Kelly Mcerlann and Esther Doorly are an uber creative couple who live in Blackrock Dublin Ireland, not far from the sea and within ear shot of the fog horns. He’s the head honcho at the New Media Technology College in Dublin and she is an actress, acting teacher and script writer. Their motley crew is completed by their four fine sons. So what more appropriate gathering point for this gang and their many blow-ins, than one made from a salvaged Indonesian pirate ship. I like to imagine that the boat lost it sea worthiness in some filibustering battle on the high seas. Most probably Captain one eyed Santoso, fancied something more sporty in fibreglass to go pillaging in, so the old wooden one ended up in the breakers yard.
Here is how Esther recounts it’s origins, “ The table was one of three which had been purchased by a New York based furniture dealer, they were eventually shipped to Ireland after the dealer could not afford to transport them to New York.

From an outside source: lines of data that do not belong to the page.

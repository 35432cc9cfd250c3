//! One-shot watcher for the platform's "flag correct" notification.

use std::sync::atomic::{AtomicBool, Ordering};
use std::sync::{Arc, Mutex, MutexGuard, PoisonError};
use std::time::Duration;

use regex::Regex;
use tokio::task::JoinHandle;
use tracing::{debug, warn};

pub const DEFAULT_POLL_INTERVAL: Duration = Duration::from_millis(1_500);
pub const DEFAULT_SOLVE_PATTERN: &str = "Correct";

/// Where solve notifications for the current task view show up.
pub trait SolveSignalSource: Send + Sync {
    fn view_visible(&self) -> bool;
    fn latest_notification(&self) -> Option<String>;
}

#[derive(Debug, Clone)]
pub struct SolvePattern(Regex);

impl SolvePattern {
    pub fn new(pattern: &str) -> Result<Self, regex::Error> {
        Regex::new(pattern).map(Self)
    }

    /// Build from a user-supplied pattern, keeping the default when it is invalid.
    pub fn or_default(pattern: &str) -> Self {
        match Self::new(pattern) {
            Ok(pattern) => pattern,
            Err(err) => {
                warn!(pattern, error = %err, "invalid solve pattern; using default");
                Self::default()
            }
        }
    }

    pub fn is_match(&self, message: &str) -> bool {
        self.0.is_match(message.trim())
    }

    pub fn as_str(&self) -> &str {
        self.0.as_str()
    }
}

impl Default for SolvePattern {
    fn default() -> Self {
        Self(Regex::new(DEFAULT_SOLVE_PATTERN).expect("valid default solve pattern"))
    }
}

#[derive(Debug, Clone, Copy, Eq, PartialEq)]
pub enum WatchOutcome {
    /// Still watching; nothing qualifying yet.
    Waiting,
    /// The view went away; the watcher stopped without firing.
    ViewHidden,
    /// A solve was seen; the callback ran and the watcher stopped.
    Solved,
    /// Already stopped; nothing was checked.
    Stopped,
}

struct Activation {
    stopped: AtomicBool,
    handle: Mutex<Option<JoinHandle<()>>>,
}

impl Activation {
    fn new() -> Self {
        Self {
            stopped: AtomicBool::new(false),
            handle: Mutex::new(None),
        }
    }

    /// Returns `true` only for the caller that actually stopped it.
    fn stop(&self) -> bool {
        !self.stopped.swap(true, Ordering::SeqCst)
    }

    fn inspect(
        &self,
        source: &dyn SolveSignalSource,
        pattern: &SolvePattern,
        on_solved: &(dyn Fn() + Send + Sync),
    ) -> WatchOutcome {
        if self.stopped.load(Ordering::SeqCst) {
            return WatchOutcome::Stopped;
        }

        if !source.view_visible() {
            if self.stop() {
                debug!("task view hidden; flag watcher stopped");
            }
            return WatchOutcome::ViewHidden;
        }

        let solved = source
            .latest_notification()
            .is_some_and(|message| pattern.is_match(&message));
        if !solved {
            return WatchOutcome::Waiting;
        }

        if !self.stop() {
            return WatchOutcome::Stopped;
        }
        debug!("solve notification seen; reconciling once");
        on_solved();
        WatchOutcome::Solved
    }
}

pub struct FlagEventWatcher {
    interval: Duration,
    pattern: SolvePattern,
    activation: Mutex<Arc<Activation>>,
}

impl FlagEventWatcher {
    pub fn new(interval: Duration, pattern: SolvePattern) -> Self {
        let idle = Activation::new();
        idle.stop();
        Self {
            interval: interval.max(Duration::from_millis(1)),
            pattern,
            activation: Mutex::new(Arc::new(idle)),
        }
    }

    /// Begin a fresh activation, ending any previous one.
    ///
    /// `on_solved` runs at most once for this activation. Must be called from
    /// within a tokio runtime.
    pub fn engage(
        &self,
        source: Arc<dyn SolveSignalSource>,
        on_solved: impl Fn() + Send + Sync + 'static,
    ) {
        let activation = Arc::new(Activation::new());
        let previous = std::mem::replace(&mut *lock(&self.activation), Arc::clone(&activation));
        end(&previous);

        let pattern = self.pattern.clone();
        let interval = self.interval;
        let looped = Arc::clone(&activation);
        let handle = tokio::spawn(async move {
            let mut ticker = tokio::time::interval(interval);
            ticker.tick().await;
            loop {
                ticker.tick().await;
                match looped.inspect(source.as_ref(), &pattern, &on_solved) {
                    WatchOutcome::Waiting => {}
                    WatchOutcome::ViewHidden | WatchOutcome::Solved | WatchOutcome::Stopped => break,
                }
            }
        });

        *lock(&activation.handle) = Some(handle);
        debug!(interval_ms = interval.as_millis() as u64, "flag watcher engaged");
    }

    /// Run one check of the current activation immediately.
    pub fn check(
        &self,
        source: &dyn SolveSignalSource,
        on_solved: impl Fn() + Send + Sync,
    ) -> WatchOutcome {
        let activation = Arc::clone(&lock(&self.activation));
        let outcome = activation.inspect(source, &self.pattern, &on_solved);
        if matches!(outcome, WatchOutcome::ViewHidden | WatchOutcome::Solved) {
            end(&activation);
        }
        outcome
    }

    /// Stop watching. Safe to call any number of times.
    pub fn disengage(&self) {
        let activation = Arc::clone(&lock(&self.activation));
        end(&activation);
    }

    pub fn is_engaged(&self) -> bool {
        !lock(&self.activation).stopped.load(Ordering::SeqCst)
    }
}

impl Drop for FlagEventWatcher {
    fn drop(&mut self) {
        self.disengage();
    }
}

fn end(activation: &Activation) {
    activation.stop();
    if let Some(handle) = lock(&activation.handle).take() {
        handle.abort();
    }
}

fn lock<T>(mutex: &Mutex<T>) -> MutexGuard<'_, T> {
    mutex.lock().unwrap_or_else(PoisonError::into_inner)
}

The dealer here paid the remainder of cost and had 2 * 4.5m tables for sale as well as our 2.5m table.”
It is amazingly heavy as it is make of ironwood. This type of wood is so dense that it is used to make sculptures mallets. You can see the many colours of it’s weather beaten paintwork , the writing (photo below) is either incomprehensible or illegible. This boat’s builders would have been pleased with it’s transformation, the reusing some of the elegant forms that they had cut, and it’s nailless assembly. They’d probably be equally pleased that it’s still populated by a band of adventurous renegades.